Fenêtres sur un autre monde : paysages fantastiques

   Dans ce livre, j’ai essayé de représenter l’inimaginable, ou tout au moins de peindre ce qui est hors de portée du champ lexical. D’expérience, je sais que la peinture permet de faire plus facilement, plus naturellement je dirais même, une incursion dans l’outre-monde, celui de l’au-delà, quelle que soit la signification qu’on y met. La littérature est un art – quand il s’agit de fictions – trop rationnel, trop raisonnable, trop abstrait surtout, pour atteindre ce but. Bien sûr, il y a la poésie mais même la poésie est faite de mots et de syntagmes logiques. Et puis qui lit de la poésie de nos jours ? Le recours à l’image est plus sensoriel, plus instinctif, plus primitif, et permet par-là cette magie que je cherchais. L’image en elle-même d’ailleurs est une forme de la magie évocatoire. Les incantations des sorciers ne seraient rien sans l’amulette, le totem ou les peintures rupestres qui vont avec (et probablement la musique). Ce n’est pas seulement par goût du prestige que les peuples construisent des pyramides, des cathédrales, des temples de tout genre pour célébrer l’occulte. Cet écrin permet au plus grand nombre d’atteindre l’état d’esprit nécessaire, sinon suffisant, pour s’arracher du banal quotidien et de ce que l’œil est habitué à voir. Bien sûr, un paysage remarquable, quoique naturel, peut aussi bien faire l’affaire. Ce n’est pas pour rien que les moines et nonnes vont s’enfermer dans des lieux presque toujours grandioses et solitaires, que d’aucuns qualifieraient de romantiques. Néanmoins ces sites ne sont pas à portée de tous et surtout ils ne sont remarquables que pour ceux qui ne les contemplent pas depuis leur naissance et finissent par ne plus les voir, aussi romantiques soient-ils. Un voyageur peut s’émerveiller des forêts vierges d’Amazonie, un habitant beaucoup moins ; un touriste est bouleversé par la caldeira d’un volcan en activité, par ce désert minéral aux sables et minéraux multicolores, rêvant de Mars ou de quelque planète lointaine, un autochtone vivant au pied beaucoup moins. J’ai donc ici voulu peindre des paysages qui ne soient reconnaissables pour personne.
   Pourtant, j’ai inclus dans le lot un certain nombre de jardins, prairies, forêts et montagnes qui semblent assez familiers à première vue. Mais seulement à première vue. À bien y regarder, une foultitude de détails ne collent pas avec le monde que l’on connaît. Même le chat omniprésent, animal mystérieux s’il en est, n’est pas un chat ordinaire. Il brille trop. Il n’a pas d’ombre projetée.

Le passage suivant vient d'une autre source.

#[cfg(test)]
mod tests {
    use super::*;
    use crate::models::{MinimumBookingRule, PricingType, Slab, Slabs};
    use chrono::{Duration, FixedOffset, Utc};
    use rust_decimal_macros::dec;

    fn legacy_config() -> PricingConfiguration {
        PricingConfiguration {
            legacy_hourly_rate: Some(dec!(10)),
            km_limit: Some(20),
            ..Default::default()
        }
    }

    fn hourly_slab_config(rule: MinimumBookingRule, minimum_value: Decimal) -> PricingConfiguration {
        PricingConfiguration {
            slabs: Slabs {
                hourly: Some(Slab {
                    price: dec!(100),
                    duration_min: dec!(1),
                    duration_max: dec!(6),
                    included_km: dec!(20),
                    extra_km_price: dec!(2),
                    minimum_booking_rule: rule,
                    minimum_value,
                }),
                ..Default::default()
            },
            ..Default::default()
        }
    }

    fn tariff_config() -> PricingConfiguration {
        PricingConfiguration {
            weekday_hourly_rate: Some(dec!(10)),
            weekend_hourly_rate: Some(dec!(20)),
            min_booking_hours: Some(dec!(0)),
            km_limit_per_hour: Some(dec!(10)),
            excess_distance_rate: Some(dec!(4)),
            weekend_surge_multiplier: Some(dec!(2)),
            ..Default::default()
        }
    }

    fn assert_consistent(breakdown: &PriceBreakdown) {
        assert_eq!(
            breakdown.subtotal,
            breakdown.price_after_surge + breakdown.excess_distance_charge
        );
        assert_eq!(breakdown.total, breakdown.subtotal + breakdown.tax_amount);
        assert_eq!(
            breakdown.tax_amount,
            breakdown.subtotal * breakdown.tax_percentage / dec!(100)
        );
        assert!(breakdown.total >= Decimal::ZERO);
    }

    #[test]
    fn test_legacy_with_excess_distance() {
        // Tuesday, five hours
        let pickup = Utc.with_ymd_and_hms(2024, 1, 2, 10, 0, 0).unwrap();
        let dropoff = Utc.with_ymd_and_hms(2024, 1, 2, 15, 0, 0).unwrap();

        let breakdown =
            calculate_price(&legacy_config(), &pickup, &dropoff, None, Some(dec!(25))).unwrap();

        assert_eq!(breakdown.resolved_pricing_type, PricingType::Legacy);
        assert_eq!(breakdown.duration_hours, dec!(5));
        assert_eq!(breakdown.base_price, dec!(50));
        assert_eq!(breakdown.price_after_surge, dec!(50));
        assert_eq!(breakdown.excess_distance, dec!(5));
        assert_eq!(breakdown.excess_distance_charge, dec!(25));
        assert_eq!(breakdown.subtotal, dec!(75));
        assert_eq!(breakdown.tax_percentage, dec!(18));
        assert_eq!(breakdown.tax_amount, dec!(13.5));
        assert_eq!(breakdown.total, dec!(88.5));
        assert!(!breakdown.has_weekend);
        assert_consistent(&breakdown);
    }

    #[test]
    fn test_legacy_estimate_without_distance() {
        let pickup = Utc.with_ymd_and_hms(2024, 1, 2, 10, 0, 0).unwrap();
        let dropoff = Utc.with_ymd_and_hms(2024, 1, 2, 15, 0, 0).unwrap();

        let breakdown = calculate_price(&legacy_config(), &pickup, &dropoff, None, None).unwrap();
        assert_eq!(breakdown.excess_distance, Decimal::ZERO);
        assert_eq!(breakdown.excess_distance_charge, Decimal::ZERO);
        assert_eq!(breakdown.total, dec!(59));
    }

    #[test]
    fn test_legacy_weekend_surge() {
        let mut config = legacy_config();
        config.weekend_surge_multiplier = Some(dec!(1.2));
        let pickup = Utc.with_ymd_and_hms(2024, 1, 6, 10, 0, 0).unwrap();
        let dropoff = Utc.with_ymd_and_hms(2024, 1, 6, 15, 0, 0).unwrap();

        let breakdown = calculate_price(&config, &pickup, &dropoff, None, None).unwrap();
        assert_eq!(breakdown.price_after_surge, dec!(60));
        assert_eq!(breakdown.surge_multiplier, dec!(1.2));
        assert!(breakdown.has_weekend);
        assert_consistent(&breakdown);
    }

    #[test]
    fn test_slab_min_price() {
        let config = hourly_slab_config(MinimumBookingRule::MinPrice, dec!(150));
        let pickup = Utc.with_ymd_and_hms(2024, 1, 2, 10, 0, 0).unwrap();
        let dropoff = Utc.with_ymd_and_hms(2024, 1, 2, 13, 0, 0).unwrap();

        let breakdown =
            calculate_price(&config, &pickup, &dropoff, Some(SlabType::Hourly), None).unwrap();
        assert_eq!(breakdown.resolved_pricing_type, PricingType::Hourly);
        assert_eq!(breakdown.base_price, dec!(150));
        assert_eq!(breakdown.included_distance, dec!(20));
        assert_eq!(breakdown.extra_distance_rate, dec!(2));
        assert_consistent(&breakdown);
    }

    #[test]
    fn test_slab_min_duration() {
        let config = hourly_slab_config(MinimumBookingRule::MinDuration, dec!(4));
        let pickup = Utc.with_ymd_and_hms(2024, 1, 2, 10, 0, 0).unwrap();
        let dropoff = Utc.with_ymd_and_hms(2024, 1, 2, 12, 0, 0).unwrap();

        let breakdown =
            calculate_price(&config, &pickup, &dropoff, Some(SlabType::Hourly), None).unwrap();
        assert_eq!(breakdown.base_price, dec!(200));
    }

    #[test]
    fn test_slab_excess_distance_uses_slab_rate() {
        let config = hourly_slab_config(MinimumBookingRule::None, Decimal::ZERO);
        let pickup = Utc.with_ymd_and_hms(2024, 1, 2, 10, 0, 0).unwrap();
        let dropoff = Utc.with_ymd_and_hms(2024, 1, 2, 12, 0, 0).unwrap();

        let breakdown = calculate_price(
            &config,
            &pickup,
            &dropoff,
            Some(SlabType::Hourly),
            Some(dec!(30)),
        )
        .unwrap();
        assert_eq!(breakdown.excess_distance, dec!(10));
        assert_eq!(breakdown.excess_distance_charge, dec!(20));
        assert_eq!(breakdown.subtotal, dec!(120));
        assert_consistent(&breakdown);
    }

    #[test]
    fn test_slab_surge_friday_night_into_saturday() {
        let mut config = hourly_slab_config(MinimumBookingRule::None, Decimal::ZERO);
        config.weekend_surge_multiplier = Some(dec!(1.5));
        let pickup = Utc.with_ymd_and_hms(2024, 1, 5, 23, 0, 0).unwrap();
        let dropoff = Utc.with_ymd_and_hms(2024, 1, 6, 1, 0, 0).unwrap();

        let breakdown =
            calculate_price(&config, &pickup, &dropoff, Some(SlabType::Hourly), None).unwrap();
        assert!(breakdown.has_weekend);
        assert_eq!(breakdown.base_price, dec!(100));
        assert_eq!(breakdown.surge_multiplier, dec!(1.5));
        assert_eq!(breakdown.price_after_surge, dec!(150));
        assert_consistent(&breakdown);
    }

    #[test]
    fn test_slab_duration_bounds() {
        let config = hourly_slab_config(MinimumBookingRule::None, Decimal::ZERO);
        let pickup = Utc.with_ymd_and_hms(2024, 1, 2, 10, 0, 0).unwrap();

        let at_max = pickup + Duration::hours(6);
        assert!(calculate_price(&config, &pickup, &at_max, Some(SlabType::Hourly), None).is_ok());

        // 0.01 hours is 36 seconds
        let over_max = at_max + Duration::seconds(36);
        let err =
            calculate_price(&config, &pickup, &over_max, Some(SlabType::Hourly), None).unwrap_err();
        assert_eq!(
            err,
            PricingError::DurationOutOfRange {
                requested: SlabType::Hourly,
                duration_hours: dec!(6.01),
                min: dec!(1),
                max: dec!(6),
            }
        );
    }

    #[test]
    fn test_slab_out_of_range_does_not_fall_back() {
        let mut config = hourly_slab_config(MinimumBookingRule::None, Decimal::ZERO);
        config.legacy_hourly_rate = Some(dec!(10));
        let pickup = Utc.with_ymd_and_hms(2024, 1, 2, 10, 0, 0).unwrap();
        let dropoff = Utc.with_ymd_and_hms(2024, 1, 2, 20, 0, 0).unwrap();

        let result = calculate_price(&config, &pickup, &dropoff, Some(SlabType::Hourly), None);
        assert!(matches!(
            result,
            Err(PricingError::DurationOutOfRange { .. })
        ));

        // Without the slab request the legacy rate applies
        let breakdown = calculate_price(&config, &pickup, &dropoff, None, None).unwrap();
        assert_eq!(breakdown.resolved_pricing_type, PricingType::Legacy);
    }

    #[test]
    fn test_tariff_saturday_all_weekend_hours() {
        let pickup = Utc.with_ymd_and_hms(2024, 1, 6, 10, 0, 0).unwrap();
        let dropoff = Utc.with_ymd_and_hms(2024, 1, 6, 13, 0, 0).unwrap();

        let breakdown = calculate_price(&tariff_config(), &pickup, &dropoff, None, None).unwrap();
        assert_eq!(breakdown.resolved_pricing_type, PricingType::Tariff);
        assert_eq!(breakdown.base_price, dec!(60));
        // weekend pricing is in the hourly rate, never surged
        assert_eq!(breakdown.price_after_surge, dec!(60));
        assert_eq!(breakdown.surge_multiplier, Decimal::ONE);
        assert!(breakdown.has_weekend);
        assert_eq!(breakdown.included_distance, dec!(30));
        assert_consistent(&breakdown);
    }

    #[test]
    fn test_tariff_ignores_requested_slab() {
        let mut config = tariff_config();
        config.slabs = hourly_slab_config(MinimumBookingRule::None, Decimal::ZERO).slabs;
        let pickup = Utc.with_ymd_and_hms(2024, 1, 2, 10, 0, 0).unwrap();
        let dropoff = Utc.with_ymd_and_hms(2024, 1, 2, 12, 0, 0).unwrap();

        let breakdown =
            calculate_price(&config, &pickup, &dropoff, Some(SlabType::Hourly), None).unwrap();
        assert_eq!(breakdown.resolved_pricing_type, PricingType::Tariff);
        assert_eq!(breakdown.base_price, dec!(20));
    }

    #[test]
    fn test_tariff_excess_distance() {
        let pickup = Utc.with_ymd_and_hms(2024, 1, 2, 10, 0, 0).unwrap();
        let dropoff = Utc.with_ymd_and_hms(2024, 1, 2, 12, 0, 0).unwrap();

        let breakdown =
            calculate_price(&tariff_config(), &pickup, &dropoff, None, Some(dec!(26))).unwrap();
        assert_eq!(breakdown.included_distance, dec!(20));
        assert_eq!(breakdown.excess_distance, dec!(6));
        assert_eq!(breakdown.excess_distance_charge, dec!(24));
        assert_eq!(breakdown.subtotal, dec!(44));
        assert_consistent(&breakdown);
    }

    #[test]
    fn test_package_flat_fee_never_surges() {
        let config = PricingConfiguration {
            package_12_hour: Some(dec!(499)),
            km_limit: Some(60),
            weekend_surge_multiplier: Some(dec!(2)),
            tax_percentage: Some(dec!(5)),
            ..Default::default()
        };
        let pickup = Utc.with_ymd_and_hms(2024, 1, 6, 1, 0, 0).unwrap();
        let dropoff = Utc.with_ymd_and_hms(2024, 1, 7, 0, 0, 0).unwrap();

        let breakdown = calculate_price(&config, &pickup, &dropoff, None, None).unwrap();
        assert_eq!(breakdown.resolved_pricing_type, PricingType::Package12Hour);
        assert_eq!(breakdown.duration_hours, dec!(23));
        assert_eq!(breakdown.price_after_surge, dec!(499));
        assert_eq!(breakdown.tax_amount, dec!(24.95));
        assert_eq!(breakdown.total, dec!(523.95));
        assert_consistent(&breakdown);
    }

    #[test]
    fn test_no_pricing_configured() {
        let pickup = Utc.with_ymd_and_hms(2024, 1, 2, 10, 0, 0).unwrap();
        let dropoff = Utc.with_ymd_and_hms(2024, 1, 2, 12, 0, 0).unwrap();
        let result = calculate_price(
            &PricingConfiguration::default(),
            &pickup,
            &dropoff,
            None,
            None,
        );
        assert_eq!(result.unwrap_err(), PricingError::NoPricingConfigured);
    }

    #[test]
    fn test_zero_duration_min_duration_slab() {
        let mut config = hourly_slab_config(MinimumBookingRule::MinDuration, dec!(4));
        if let Some(slab) = config.slabs.hourly.as_mut() {
            slab.duration_min = Decimal::ZERO;
        }
        let pickup = Utc.with_ymd_and_hms(2024, 1, 2, 10, 0, 0).unwrap();

        let result = calculate_price(&config, &pickup, &pickup, Some(SlabType::Hourly), None);
        assert!(matches!(result, Err(PricingError::InvalidDuration { .. })));
    }

    #[test]
    fn test_deterministic() {
        let config = tariff_config();
        let pickup = Utc.with_ymd_and_hms(2024, 1, 5, 21, 17, 0).unwrap();
        let dropoff = Utc.with_ymd_and_hms(2024, 1, 6, 3, 41, 13).unwrap();

        let first = calculate_price(&config, &pickup, &dropoff, None, Some(dec!(77.3))).unwrap();
        let second = calculate_price(&config, &pickup, &dropoff, None, Some(dec!(77.3))).unwrap();
        assert_eq!(first, second);
        assert_eq!(
            serde_json::to_string(&first).unwrap(),
            serde_json::to_string(&second).unwrap()
        );
        assert_consistent(&first);
    }

    #[test]
    fn test_estimate_and_settlement_agree_without_distance() {
        let config = hourly_slab_config(MinimumBookingRule::MinDuration, dec!(3));
        let ist = FixedOffset::east_opt(5 * 3600 + 1800).unwrap();
        let pickup = ist.with_ymd_and_hms(2024, 1, 6, 2, 0, 0).unwrap();
        let dropoff = ist.with_ymd_and_hms(2024, 1, 6, 4, 30, 0).unwrap();

        let estimate =
            calculate_price(&config, &pickup, &dropoff, Some(SlabType::Hourly), None).unwrap();
        let settlement = calculate_price(
            &config,
            &pickup,
            &dropoff,
            Some(SlabType::Hourly),
            Some(dec!(0)),
        )
        .unwrap();
        assert_eq!(estimate.total, settlement.total);
        // Saturday in the booking's own offset
        assert!(estimate.has_weekend);
    }

    #[test]
    fn test_available_pricing_type_list_order() {
        let mut config = hourly_slab_config(MinimumBookingRule::None, Decimal::ZERO);
        config.slabs.weekly = config.slabs.hourly.clone();
        config.slabs.daily = config.slabs.hourly.clone();
        assert_eq!(
            available_pricing_type_list(&config),
            vec![SlabType::Hourly, SlabType::Daily, SlabType::Weekly]
        );
    }

    #[test]
    fn test_huge_distance_is_an_error() {
        let pickup = Utc.with_ymd_and_hms(2024, 1, 2, 10, 0, 0).unwrap();
        let dropoff = pickup + Duration::hours(5);

        let result = calculate_price(&legacy_config(), &pickup, &dropoff, None, Some(Decimal::MAX));
        assert!(matches!(result, Err(PricingError::AmountOverflow(_))));
    }

    #[test]
    fn test_breakdown_serializes_full_precision() {
        let pickup = Utc.with_ymd_and_hms(2024, 1, 2, 10, 0, 0).unwrap();
        let dropoff = pickup + Duration::minutes(10);
        let breakdown = calculate_price(&legacy_config(), &pickup, &dropoff, None, None).unwrap();

        let json = serde_json::to_value(&breakdown).unwrap();
        assert_eq!(json["total"], breakdown.total.to_string());
        assert_eq!(json["subtotal"], breakdown.subtotal.to_string());

        let parsed: PriceBreakdown = serde_json::from_value(json).unwrap();
        assert_eq!(parsed, breakdown);
        assert_eq!(parsed.total, parsed.subtotal + parsed.tax_amount);
    }
}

C’est tout l’avantage de l’image, du dessin : ils permettent des combinaisons surnaturelles, des changements d’échelle, des perspectives surprenantes, des reflets, des ombres et lumières impossibles. Il est difficile de faire croire à un paysage inventé si vous l’expliquez avec des mots : on appelle ça une description et elle est toujours limitée par l’imagination de celui qui la lit. Si vous le montrez à cette même personne avec une image, il sera obligé d’y croire. Je ne dis pas que c’est vrai de tout le monde mais c’est vrai pour la majorité des gens.
   Prenons deux exemples. En voici un premier que j’ai intitulé L’Ange du village, ce qui suffit amplement comme description, mais probablement pas comme explication :


   Le second exemple est un peu plus typique, dans le sens où le spectateur peut avoir l'impression d'avoir déjà vu cent fois ce type de paysages dans la science-fiction moderne, en particulier  américaine. 

   
   OK, c'est le décor caractéristique pour toute histoire de méchants extraterrestres qui se respecte. Ces objets au loin sont d'ailleurs très louches. On imagine la zone 51 et ses innommables secrets, on voit déjà la tête de David Vincent se pointer au volant de sa Cadillac dans un nuage de poussière, à moins que ce ne soient les men in black.   
   Mais rapprochons-nous un peu de la chose et zoomons :


   Voilà qui est un peu différent. L'orage pèse d'un poids immense sur ce désert de collines sèches. Et l'éclair, dans une étrange spire, semble avoir pris pour cible le bâtiment pyramidal plus élevé que les collines environnantes, à tel point que de son sommet, ces légers monts doivent avoir l'air d'être la continuation de la plaine. Mais n'est-ce pas plutôt l'inverse ? Je veux dire que l'édifice attire à lui la foudre pour mieux utiliser son énergie faramineuse ( l'énergie d'un puissant orage, comme on en voit couramment dans les zones continentales chaudes est bien supérieure à celle de n'importe quelle bombe atomique de fabrication humaine; en fait l'ordre de grandeur n'est tout simplement pas le même). Aussi, rien ne prouve que ces extraterrestres soient si malintentionnés que ça. Peut-être désirent-ils dans un acte de haute bonté nous aider à résoudre notre problème d'énergie, autrement que par des moulins à vent, laids, bruyants, innombrables, véritables hâchoirs à oiseaux et chauve-souris, et puis et surtout inefficaces. Ou peut-être ne sont-ils pas du tout extraterrestres et sommes-nous dans le futur, radieux plutôt que radiant, de l'Humanité. Les espèces de dirigeables futuristes qui tournent autour de l'édifice cyclopéen ne seraient alors pas des vaisseaux spatiaux mais des cargos gros convoyeurs d'énergie, sous une forme plus domestiquée.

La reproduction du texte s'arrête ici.